Keywords: Leukoplakia, lichen planus, oral submucous fibrosis
|How to cite this article:|
Vinay B H, Baghirath P V, Kumar J V, Arvind. Prevalence of precancerous lesions and conditions in Telangana region, Andhra Pradesh, India. J Indian Assoc Public Health Dent 2014;12:23-7
|How to cite this URL:|
Vinay B H, Baghirath P V, Kumar J V, Arvind. Prevalence of precancerous lesions and conditions in Telangana region, Andhra Pradesh, India. J Indian Assoc Public Health Dent [serial online] 2014 [cited 2020 May 29];12:23-7. Available from: http://www.jiaphd.org/text.asp?2014/12/1/23/138904
| Introduction|| |
Oral cancer is the sixth most common cancer worldwide. According to the International Agency for Research on Cancer, in the year 2000 there were 266,000 intraoral cancers reported and majority occurring in males (64%). The estimated numbers of deaths from oral cancer in the same year were nearly 128,000.  In the Indian subcontinents, the prevalence of oral cancer is the second highest among all cancers in men and is estimated that 100,000 more new cases are being detected annually and 90% of all oral malignancies are oral squamous cell carcinomas. 

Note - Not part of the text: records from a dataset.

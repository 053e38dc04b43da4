//! Interactive PATRICIA trie dictionary.
//!
//! Optionally preloads word lists, then runs the numbered menu on stdin/stdout.

use std::io;
use std::path::PathBuf;

use anyhow::{Context, Result};
use clap::{Parser, ValueEnum};
use patricia_dict::{loader, shell, PatriciaTrie, SplitPlacement, TrieConfig};
use tracing_subscriber::EnvFilter;

#[derive(Clone, Copy, Debug, ValueEnum)]
enum Placement {
    /// Split at the leaf reached by the descent
    Leaf,
    /// Keep bit indexes increasing along every path (always sorted output)
    CritBit,
}

impl From<Placement> for SplitPlacement {
    fn from(p: Placement) -> Self {
        match p {
            Placement::Leaf => SplitPlacement::Leaf,
            Placement::CritBit => SplitPlacement::CritBit,
        }
    }
}

#[derive(Parser, Debug)]
#[command(name = "patricia")]
#[command(about = "Word dictionary on a bitwise PATRICIA trie", long_about = None)]
struct Args {
    /// Word lists to load before the menu starts (whitespace-separated words)
    #[arg(short, long)]
    load: Vec<PathBuf>,

    /// Where split branches are linked into the trie
    #[arg(short, long, value_enum, default_value_t = Placement::Leaf)]
    placement: Placement,

    /// Number of words to reserve room for up front
    #[arg(long, default_value_t = 0)]
    capacity: usize,

    /// Print the statistics after loading and exit without the menu
    #[arg(long, default_value_t = false)]
    stats_only: bool,
}

/// Send diagnostics to stderr, filtered by `RUST_LOG` (default `warn`).
fn init_logging() -> Result<()> {
    let filter = EnvFilter::try_from_default_env().unwrap_or_else(|_| EnvFilter::new("warn"));
    tracing_subscriber::fmt()
        .with_env_filter(filter)
        .with_writer(io::stderr)
        .try_init()
        .map_err(|e| anyhow::anyhow!(e))
}

fn main() -> Result<()> {
    let args = Args::parse();
    init_logging()?;

    let mut trie = PatriciaTrie::try_with_config(TrieConfig {
        placement: args.placement.into(),
        initial_capacity: args.capacity,
    })
    .with_context(|| format!("reserving room for {} words", args.capacity))?;

    for path in &args.load {
        // An unreadable list is reported and skipped.
        match loader::load_path(&mut trie, path) {
            Ok(n) => println!("{} words loaded from '{}'.", n, path.display()),
            Err(e) => eprintln!("Error: {}", e),
        }
    }

    let stdout = io::stdout();
    if args.stats_only {
        shell::print_stats(&trie, &mut stdout.lock()).context("writing statistics")?;
        return Ok(());
    }

    shell::run(&mut trie, io::stdin().lock(), stdout.lock()).context("terminal I/O failed")?;
    Ok(())
}
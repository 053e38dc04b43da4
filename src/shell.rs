//! Interactive menu driving a [`PatriciaTrie`].
//!
//! Reads whitespace-delimited tokens from any `BufRead`: first a menu option,
//! then the word or file name it asks for. Each option calls exactly one trie
//! operation and writes its result as text.

use std::io::{self, BufRead, Write};

use crate::loader::{self, Overflow, TokenReader, MAX_TOKEN_LEN};
use crate::PatriciaTrie;

/// Menu entries, numbered as displayed.
#[derive(Debug, Clone, Copy, PartialEq, Eq)]
pub enum MenuOption {
    Insert,
    Search,
    Delete,
    List,
    Stats,
    Load,
    Exit,
}

impl MenuOption {
    /// Parse a menu token such as `"3"`.
    pub fn parse(token: &[u8]) -> Option<Self> {
        let n: u32 = std::str::from_utf8(token).ok()?.parse().ok()?;
        Some(match n {
            1 => MenuOption::Insert,
            2 => MenuOption::Search,
            3 => MenuOption::Delete,
            4 => MenuOption::List,
            5 => MenuOption::Stats,
            6 => MenuOption::Load,
            0 => MenuOption::Exit,
            _ => return None,
        })
    }

    /// Prompt for the argument this option reads, if any.
    fn prompt(self) -> Option<&'static str> {
        match self {
            MenuOption::Insert => Some("Word to insert: "),
            MenuOption::Search => Some("Word to search: "),
            MenuOption::Delete => Some("Word to delete: "),
            MenuOption::Load => Some("Name of the .txt file: "),
            MenuOption::List | MenuOption::Stats | MenuOption::Exit => None,
        }
    }
}

fn show_menu(out: &mut impl Write) -> io::Result<()> {
    writeln!(out)?;
    writeln!(out, "=== PATRICIA Trie Dictionary (bitwise) ===")?;
    writeln!(out, "1. Insert word")?;
    writeln!(out, "2. Search word")?;
    writeln!(out, "3. Delete word (mark)")?;
    writeln!(out, "4. List words (ordered)")?;
    writeln!(out, "5. Show statistics")?;
    writeln!(out, "6. Load words from .txt file")?;
    writeln!(out, "0. Exit")?;
    write!(out, "Choose an option: ")?;
    out.flush()
}

/// Write the counters, depth figures and memory estimates of `trie`.
pub fn print_stats(trie: &PatriciaTrie, out: &mut impl Write) -> io::Result<()> {
    let stats = trie.stats();
    writeln!(out)?;
    writeln!(out, "=== PATRICIA Trie Statistics ===")?;
    writeln!(out, "Total nodes: {}", stats.node_count)?;
    writeln!(out, "Active words: {}", stats.active_words)?;
    writeln!(out, "Deleted words (marked): {}", stats.deleted_words)?;

    if stats.node_count == 0 {
        return writeln!(out, "Trie is empty.");
    }

    if let Some(avg) = stats.depth.average() {
        writeln!(out, "Average word depth: {:.2}", avg)?;
        writeln!(out, "Maximum depth (height): {}", stats.depth.max_depth)?;
    }
    writeln!(out, "Estimated node memory: {} bytes", stats.estimated_node_bytes)?;
    writeln!(out, "Key payload: {} bytes", stats.key_bytes)?;
    writeln!(out, "Estimated total: {} bytes", stats.estimated_total_bytes)
}

/// Write every active word, one per line.
pub fn print_words(trie: &PatriciaTrie, out: &mut impl Write) -> io::Result<()> {
    if trie.node_count() == 0 {
        return writeln!(out, "Trie is empty.");
    }
    writeln!(out, "Words in order:")?;
    for word in trie.iter() {
        out.write_all(word)?;
        writeln!(out)?;
    }
    Ok(())
}

/// Run the menu loop until option 0 or end of input, then tear the trie down.
pub fn run(trie: &mut PatriciaTrie, input: impl BufRead, mut out: impl Write) -> io::Result<()> {
    let mut tokens = TokenReader::with_limit(input, MAX_TOKEN_LEN, Overflow::Truncate);
    writeln!(out, "Welcome to the PATRICIA trie dictionary.")?;

    loop {
        show_menu(&mut out)?;
        let Some(choice) = tokens.next_token()? else {
            writeln!(out)?;
            break;
        };
        writeln!(out)?;

        let Some(option) = MenuOption::parse(&choice) else {
            writeln!(out, "Invalid option! Try again.")?;
            continue;
        };

        let arg = match option.prompt() {
            Some(prompt) => {
                write!(out, "{}", prompt)?;
                out.flush()?;
                match tokens.next_token()? {
                    Some(token) => {
                        writeln!(out)?;
                        token
                    }
                    None => {
                        writeln!(out)?;
                        break;
                    }
                }
            }
            None => Vec::new(),
        };
        let word = String::from_utf8_lossy(&arg);
        tracing::debug!(?option, arg = %word, "menu option");

        match option {
            MenuOption::Insert => match trie.insert(&arg) {
                Ok(_) => writeln!(out, "Word '{}' inserted!", word)?,
                Err(e) => writeln!(out, "Could not insert '{}': {}", word, e)?,
            },
            MenuOption::Search => {
                if trie.search(&arg) {
                    writeln!(out, "Word '{}' FOUND.", word)?;
                } else {
                    writeln!(out, "Word '{}' NOT found.", word)?;
                }
            }
            MenuOption::Delete => {
                if trie.delete(&arg) {
                    writeln!(out, "Word '{}' marked as deleted.", word)?;
                } else {
                    writeln!(out, "Word '{}' not found or already deleted.", word)?;
                }
            }
            MenuOption::List => print_words(trie, &mut out)?,
            MenuOption::Stats => print_stats(trie, &mut out)?,
            MenuOption::Load => {
                let path = word.into_owned();
                match loader::load_path(trie, &path) {
                    Ok(n) => writeln!(out, "{} words loaded from '{}'.", n, path)?,
                    Err(e) => {
                        writeln!(out, "Error: {}", e)?;
                        writeln!(out, "{} words loaded from '{}'.", e.loaded(), path)?;
                    }
                }
            }
            MenuOption::Exit => {
                writeln!(out, "Exiting...")?;
                break;
            }
        }
    }

    trie.clear();
    writeln!(out, "Memory released. Goodbye.")?;
    out.flush()
}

In addition to increasing incidence, the mortality remains high with over 50% of patients dying of this disease every year. The simple fact is that over 60% of all patients present with late lesions when already the prognosis is proved very poor and metastatic spread has already occurred. It is estimated that around 43% of cancer deaths are due to tobacco use, alcohol consumption, unhealthy diets, inactive lifestyles and infections. Of these, tobacco is the world's most avoidable cause of cancer. 
To decrease the high mortality and morbidity associated with this cancer, one way forward is to improve early detection of oral cancer either by case finding or by organized screening programs.  It has been well established by researchers that virtually all oral cancers are preceded by visible changes in the oral mucosa, usually in the form of white, red, or red and white patches. Lack of public awareness about these signs, symptoms and risk factors are believed to be responsible for the diagnostic delay in identifying these potentially malignant disorders. The risk factors including tobacco smoking and chewing, the common social habits in India, have been positively associated with oral lesions such as oral erythroplakia, oral submucous fibrosis (OSMF), oral leukoplakia, and oral lichen planus (OLP), which have potential for malignant transformation. 
Clinically for a precancerous lesion or condition to be considered, World Health Organization (WHO) suggested a definition for a precancerous lesion as "a morphologically altered tissue in which oral cancer is more likely to occur than its apparently normal counterpart" and the precancerous condition as "a generalized state associated with significantly increased risk of cancer."  Later in 2005, to avoid the confusion between the terminologies WHO workshop recommended to abandon the distinction between the precancerous lesions and conditions and to use instead the term "potentially malignant disorders." 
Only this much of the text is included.